Aurore Bergé (porte-parole)
- La crise a démontré que la télévision a de l'avenir, que la TNT a de l'avenir, que l'audiovisuel public est plébiscité par les Français ! Nous parlementaires sommes attachés au maintien de France 4: enjeu d'égalité entre les territoires et les familles, enjeu pour la création.
- Le projet de loi Bioéthique est la recherche permanente d'un équilibre entre ce qui est scientifiquement possible et ce qui est éthiquement souhaitable. Chacun a ses propres bornes éthiques : les miennes me poussent à ne pas accepter la PMA post mortem ou le DPI A.

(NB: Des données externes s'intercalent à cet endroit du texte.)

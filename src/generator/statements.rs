//! Statement generator

use chrono::{Datelike, Months, NaiveDate, Utc};
use rand::Rng;
use rust_decimal::Decimal;

use crate::domain::Statement;

/// Statements generated per account per query.
pub const DEFAULT_STATEMENT_COUNT: usize = 6;

/// Ending balance bounds, in cents.
const MIN_ENDING_CENTS: i64 = 1_000;
const MAX_ENDING_CENTS: i64 = 10_000;

/// Starting balance offset from the ending balance, in cents.
const MAX_DELTA_CENTS: i64 = 1_000;

/// Deposit/withdrawal total bounds, in cents.
const MIN_TOTAL_CENTS: i64 = 500;
const MAX_TOTAL_CENTS: i64 = 3_000;

/// Host serving the simulated statement PDFs.
const STATEMENT_URL_BASE: &str = "https://api.sandbank.test/statements";

/// Generate `count` monthly statements for an account, most recent first.
///
/// The walk anchors at day 1 of the current month; each iteration closes
/// the window at `anchor - 1 day`, moves the anchor back one month, and
/// opens the window at the new anchor. Windows are therefore contiguous
/// non-overlapping calendar months.
///
/// Balances are independent draws: `starting_balance` may exceed or fall
/// below `ending_balance`, and the deposit/withdrawal totals are unrelated
/// to either.
pub fn statements<R: Rng + ?Sized>(rng: &mut R, account_id: &str, count: usize) -> Vec<Statement> {
    let today = Utc::now().date_naive();
    let mut anchor = first_of_month(today);
    let mut records = Vec::with_capacity(count);

    for i in 0..count {
        let end_date = anchor.pred_opt().expect("day before a month start");
        anchor = anchor
            .checked_sub_months(Months::new(1))
            .expect("month before a month start");
        let start_date = anchor;

        let ending_cents = rng.gen_range(MIN_ENDING_CENTS..=MAX_ENDING_CENTS);
        let delta_cents = rng.gen_range(-MAX_DELTA_CENTS..=MAX_DELTA_CENTS);

        records.push(Statement {
            statement_id: format!("stmt_{}_{}", account_id, i),
            account_id: account_id.to_string(),
            start_date,
            end_date,
            starting_balance: Decimal::new(ending_cents - delta_cents, 2),
            ending_balance: Decimal::new(ending_cents, 2),
            total_deposits: Decimal::new(rng.gen_range(MIN_TOTAL_CENTS..=MAX_TOTAL_CENTS), 2),
            total_withdrawals: Decimal::new(rng.gen_range(MIN_TOTAL_CENTS..=MAX_TOTAL_CENTS), 2),
            pdf_url: pdf_url(account_id, end_date),
        });
    }

    records
}

/// Statement PDF location, a pure function of account ID and end month.
pub fn pdf_url(account_id: &str, end_date: NaiveDate) -> String {
    format!(
        "{}/{}/{}.pdf",
        STATEMENT_URL_BASE,
        account_id,
        end_date.format("%Y-%m")
    )
}

fn first_of_month(date: NaiveDate) -> NaiveDate {
    date.with_day(1).expect("day 1 exists in every month")
}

- Rien à l'Assemblée Nationale n'est caché aux Français, rien n'est fait en catimini. Cela fait un an que notre Assemblée examine le projet de loi Bioéthique.
- Oui, au sein de LaREM nous sommes fiers de tenir nos engagements et de permettre à toutes les femmes d'avoir accès à la PMA. Pour des milliers de femmes, il y a urgence. Rien n'est caché aux Français, nous y travaillons au Parlement depuis un an.
- Le projet de loi Bioéthique autorise certaines avancées scientifiques souhaitables et pose des bornes éthiques pour d’autres avancées.

●MoDem
Erwan Balanant (député)
- Une vraie belle avancée ! Le fret ferroviaire doit être un des leviers importants de la transition et d’un transport de marchandise moderne. Couplé au développement de l’hydrogène pour les camions nous pouvons réduire drastiquement l’empreinte carbone.
- Je veux redire ici l’importance que le Groupe Modem attache à la lutte contre le terrorisme et à la protection de nos concitoyens, je dois souligner notre devoir de législateur qui est de respecter les équilibres portés par notre constitution.